Saved data entries
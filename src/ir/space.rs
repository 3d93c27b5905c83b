//! Coordinate space markers for [`BBox`](super::BBox).
//!
//! Boxes come out of the parsers in pixel space and only the record packager
//! moves them into normalized space, so the two never get mixed up by accident.

use std::fmt;

/// Absolute pixel coordinates, origin at the top-left corner of the owning image.
#[derive(Clone, Copy, PartialEq, Eq, Hash)]
pub enum Pixel {}

/// Coordinates divided by the owning image's width (x) or height (y).
#[derive(Clone, Copy, PartialEq, Eq, Hash)]
pub enum Normalized {}

impl fmt::Debug for Pixel {
    fn fmt(&self, _: &mut fmt::Formatter<'_>) -> fmt::Result {
        match *self {}
    }
}

impl fmt::Debug for Normalized {
    fn fmt(&self, _: &mut fmt::Formatter<'_>) -> fmt::Result {
        match *self {}
    }
}
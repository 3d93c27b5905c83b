//! Feeds arbitrary bytes to the point CSV row parser and patch filter.

#![no_main]

use annopack::ir::io_point_csv::fuzz_parse_point_rows;
use libfuzzer_sys::fuzz_target;

fuzz_target!(|data: &[u8]| {
    if data.len() > 10 * 1024 * 1024 {
        return;
    }
    let _ = fuzz_parse_point_rows(data);
});
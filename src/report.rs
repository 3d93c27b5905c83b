//! Summary of one pipeline run, printed by the CLI.

use std::fmt;

use serde::Serialize;

use crate::error::AnnopackError;
use crate::ir::ParseStats;

/// Output format for [`RunReport`].
#[derive(Clone, Copy, Debug, Default, PartialEq, Eq, clap::ValueEnum)]
pub enum ReportFormat {
    #[default]
    Text,
    Json,
}

#[derive(Clone, Debug, PartialEq, Serialize)]
pub struct RunReport {
    pub source: String,
    pub parse: ParseStats,
    /// Images whose pixels were loaded.
    pub images_loaded: usize,
    /// Units derived by the crop stage, if one was configured.
    #[serde(skip_serializing_if = "Option::is_none")]
    pub crops: Option<usize>,
    pub packaged: usize,
    pub labels: usize,
}

impl RunReport {
    pub fn render(&self, format: ReportFormat) -> Result<String, AnnopackError> {
        match format {
            ReportFormat::Text => Ok(self.to_string()),
            ReportFormat::Json => Ok(serde_json::to_string_pretty(self)?),
        }
    }
}

impl fmt::Display for RunReport {
    fn fmt(&self, f: &mut fmt::Formatter<'_>) -> fmt::Result {
        writeln!(f, "Source: {}", self.source)?;
        writeln!(f, "  records read:    {}", self.parse.records)?;
        writeln!(f, "  images:          {}", self.parse.images)?;
        writeln!(f, "  units emitted:   {}", self.parse.units_emitted)?;
        writeln!(
            f,
            "  boxes:           {} kept, {} rejected",
            self.parse.boxes_accepted, self.parse.boxes_rejected
        )?;
        writeln!(f, "  images loaded:   {}", self.images_loaded)?;
        if let Some(crops) = self.crops {
            writeln!(f, "  crops:           {crops}")?;
        }
        writeln!(f, "  packaged:        {}", self.packaged)?;
        write!(f, "  labels:          {}", self.labels)
    }
}
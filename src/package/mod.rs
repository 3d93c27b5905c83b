//! Packagers: the terminal stages that persist annotation units.
//!
//! Every packager implements [`DatasetPackager`]. The blanket impls below make
//! any packager usable both as an image listener (units go to `append`) and as
//! a lifecycle listener (`stop` goes to `close`), so a packager is wired into
//! a pipeline by registering the same [`Shared`](crate::pipeline::Shared)
//! handle twice.

mod copy;
pub mod example;
mod tfrecord;

use std::io::Cursor;
use std::path::Path;

use image::DynamicImage;

use crate::error::AnnopackError;
use crate::ir::{ImageAnnotation, ImageFormat, ObjectAnnotation};
use crate::pipeline::{AnnotatedImageListener, PipelineStateListener};

pub use copy::{StoreByFullPath, StoreByLabel, StoreByShortName};
pub use example::{read_examples, Example, TfRecordReader, TfRecordWriter};
pub use tfrecord::{feature_keys, TfRecordPackager};

/// Terminal sink for annotation units.
pub trait DatasetPackager {
    fn append(
        &mut self,
        pixels: &DynamicImage,
        image: &ImageAnnotation,
        objects: &[ObjectAnnotation],
    ) -> Result<(), AnnopackError>;

    /// Flushes and releases outputs. Calling it again is a no-op.
    fn close(&mut self) -> Result<(), AnnopackError>;

    /// Number of units persisted so far.
    fn packaged(&self) -> usize;
}

impl<P: DatasetPackager> AnnotatedImageListener for P {
    fn on_annotated_image_available(
        &mut self,
        pixels: &mut DynamicImage,
        image: &ImageAnnotation,
        objects: &[ObjectAnnotation],
    ) -> Result<(), AnnopackError> {
        self.append(pixels, image, objects)
    }
}

impl<P: DatasetPackager> PipelineStateListener for P {
    fn on_pipeline_stop(&mut self) -> Result<(), AnnopackError> {
        self.close()
    }
}

/// Encodes `pixels` in `format`. JPEG has no alpha channel, so buffers are
/// converted to 8-bit RGB first.
pub(crate) fn encode_image(
    pixels: &DynamicImage,
    format: ImageFormat,
    path: &Path,
) -> Result<Vec<u8>, AnnopackError> {
    let mut out = Cursor::new(Vec::new());
    let encoded = match format {
        ImageFormat::Jpeg => {
            DynamicImage::ImageRgb8(pixels.to_rgb8()).write_to(&mut out, format.codec())
        }
        ImageFormat::Png => pixels.write_to(&mut out, format.codec()),
    };
    encoded.map_err(|source| AnnopackError::ImageEncode {
        path: path.to_path_buf(),
        source,
    })?;
    Ok(out.into_inner())
}
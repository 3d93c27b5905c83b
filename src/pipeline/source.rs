use std::path::PathBuf;

use log::info;

use super::{PipelineStateListener, Shared};
use crate::error::AnnopackError;
use crate::ir::AnnotationFileParser;

/// Runs a parser over one annotation file when the pipeline starts.
///
/// Parsing is synchronous and produces every downstream effect, so the whole
/// dataset has gone through the chain by the time `start` returns.
pub struct ParseOnStart {
    parser: Shared<dyn AnnotationFileParser>,
    source: PathBuf,
}

impl ParseOnStart {
    pub fn new(parser: Shared<dyn AnnotationFileParser>, source: impl Into<PathBuf>) -> Self {
        Self {
            parser,
            source: source.into(),
        }
    }
}

impl PipelineStateListener for ParseOnStart {
    fn on_pipeline_start(&mut self) -> Result<(), AnnopackError> {
        let mut parser = self.parser.borrow_mut();
        parser.parse(&self.source)?;
        let stats = parser.stats();
        info!(
            "{}: {} images, {} units, {} boxes kept, {} rejected",
            self.source.display(),
            stats.images,
            stats.units_emitted,
            stats.boxes_accepted,
            stats.boxes_rejected
        );
        Ok(())
    }
}
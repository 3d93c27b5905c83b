//! Cropping annotated objects out into images of their own.

use image::{DynamicImage, GenericImageView};
use log::{debug, trace};

use crate::error::AnnopackError;
use crate::ir::{BBox, ImageAnnotation, ObjectAnnotation, Pixel};
use crate::pipeline::{
    notify_annotated_image, AnnotatedImageListener, AnnotatedImageListeners, Shared,
};

/// Which region is cut out around each object.
#[derive(Clone, Copy, Debug, Default, PartialEq, Eq)]
pub enum CropPolicy {
    /// Exactly the object's box. Every object yields a crop.
    #[default]
    ObjectBounds,
    /// The object's box grown by half a patch on every side. Objects whose
    /// grown region would not lie strictly inside the image are skipped.
    Margin { patch_width: u32, patch_height: u32 },
}

/// Width and height recorded on a cropped image's annotation.
#[derive(Clone, Copy, Debug, Default, PartialEq, Eq)]
pub enum DeclaredSize {
    /// Keep the source image's width and height, even though the pixel
    /// buffer is smaller. Record packagers then normalise against the source
    /// size. This matches datasets produced by earlier versions of the tool.
    #[default]
    Source,
    /// Use the cropped buffer's real width and height.
    Actual,
}

/// Turns one unit with K objects into K single-object units.
///
/// The derived image path is the source path with `_<index>` inserted before
/// the extension, where `index` is the object's position in the input list.
/// The derived object is rebased so the crop's top-left corner is `(0, 0)`.
pub struct CropStage {
    listeners: AnnotatedImageListeners,
    policy: CropPolicy,
    declared_size: DeclaredSize,
    crops: usize,
}

impl CropStage {
    pub fn new(listeners: AnnotatedImageListeners) -> Self {
        Self {
            listeners,
            policy: CropPolicy::default(),
            declared_size: DeclaredSize::default(),
            crops: 0,
        }
    }

    pub fn with_policy(mut self, policy: CropPolicy) -> Self {
        debug!("crop policy: {policy:?}");
        self.policy = policy;
        self
    }

    pub fn with_declared_size(mut self, declared_size: DeclaredSize) -> Self {
        self.declared_size = declared_size;
        self
    }

    pub fn register(&mut self, listener: Shared<dyn AnnotatedImageListener>) {
        self.listeners.push(listener);
    }

    /// Number of crops forwarded so far.
    pub fn crops(&self) -> usize {
        self.crops
    }

    /// Crop region in source pixels and the object's box inside that region.
    fn plan(
        &self,
        image: &ImageAnnotation,
        object: &ObjectAnnotation,
    ) -> Option<(BBox<Pixel>, BBox<Pixel>)> {
        let bbox = object.bbox();
        match self.policy {
            CropPolicy::ObjectBounds => Some((*bbox, bbox.rebased_to_origin())),
            CropPolicy::Margin {
                patch_width,
                patch_height,
            } => {
                let half_w = f64::from(patch_width / 2);
                let half_h = f64::from(patch_height / 2);
                let fits = bbox.xmin() > half_w
                    && bbox.ymin() > half_h
                    && bbox.xmax() + half_w < f64::from(image.width())
                    && bbox.ymax() + half_h < f64::from(image.height());
                if !fits {
                    return None;
                }
                let region = BBox::new(
                    bbox.xmin() - half_w,
                    bbox.xmax() + half_w,
                    bbox.ymin() - half_h,
                    bbox.ymax() + half_h,
                );
                let inner = BBox::new(
                    half_w,
                    half_w + bbox.width(),
                    half_h,
                    half_h + bbox.height(),
                );
                Some((region, inner))
            }
        }
    }
}

impl AnnotatedImageListener for CropStage {
    fn on_annotated_image_available(
        &mut self,
        pixels: &mut DynamicImage,
        image: &ImageAnnotation,
        objects: &[ObjectAnnotation],
    ) -> Result<(), AnnopackError> {
        for (index, object) in objects.iter().enumerate() {
            let Some((region, inner)) = self.plan(image, object) else {
                trace!(
                    "{} object {index} ({}) does not fit its crop margin",
                    image.path(),
                    object.label()
                );
                continue;
            };

            let mut cropped = crop_region(pixels, &region);
            let (width, height) = match self.declared_size {
                DeclaredSize::Source => (image.width(), image.height()),
                DeclaredSize::Actual => cropped.dimensions(),
            };
            let derived_image =
                ImageAnnotation::new(indexed_path(image.path(), index), width, height);
            let derived_object = ObjectAnnotation::from_bbox(object.label(), inner);

            self.crops += 1;
            notify_annotated_image(
                &self.listeners,
                &mut cropped,
                &derived_image,
                std::slice::from_ref(&derived_object),
            )?;
        }
        Ok(())
    }
}

/// Cuts `region` out of `pixels`. Coordinates are rounded to whole pixels;
/// the right and bottom edges are exclusive and the region is clamped to the
/// buffer.
fn crop_region(pixels: &DynamicImage, region: &BBox<Pixel>) -> DynamicImage {
    let x0 = to_pixel(region.xmin());
    let y0 = to_pixel(region.ymin());
    let x1 = to_pixel(region.xmax());
    let y1 = to_pixel(region.ymax());
    pixels.crop_imm(x0, y0, x1.saturating_sub(x0), y1.saturating_sub(y0))
}

fn to_pixel(value: f64) -> u32 {
    value.round().max(0.0) as u32
}

/// Inserts `_<index>` before the extension of the last path component.
///
/// `reef/IMG_7.jpg` becomes `reef/IMG_7_0.jpg`; a name without extension
/// gets the suffix appended.
pub fn indexed_path(path: &str, index: usize) -> String {
    let name_start = path.rfind(['/', '\\']).map_or(0, |i| i + 1);
    match path[name_start..].rfind('.') {
        Some(dot) if dot > 0 => {
            let dot = name_start + dot;
            format!("{}_{index}{}", &path[..dot], &path[dot..])
        }
        _ => format!("{path}_{index}"),
    }
}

* THE TASK *
Which lines above include the string "filename"? Show them.

* TASK RESPONSE *
filename src/ir/space.rs
filename src/report.rs
filename src/package/mod.rs
filename src/pipeline/source.rs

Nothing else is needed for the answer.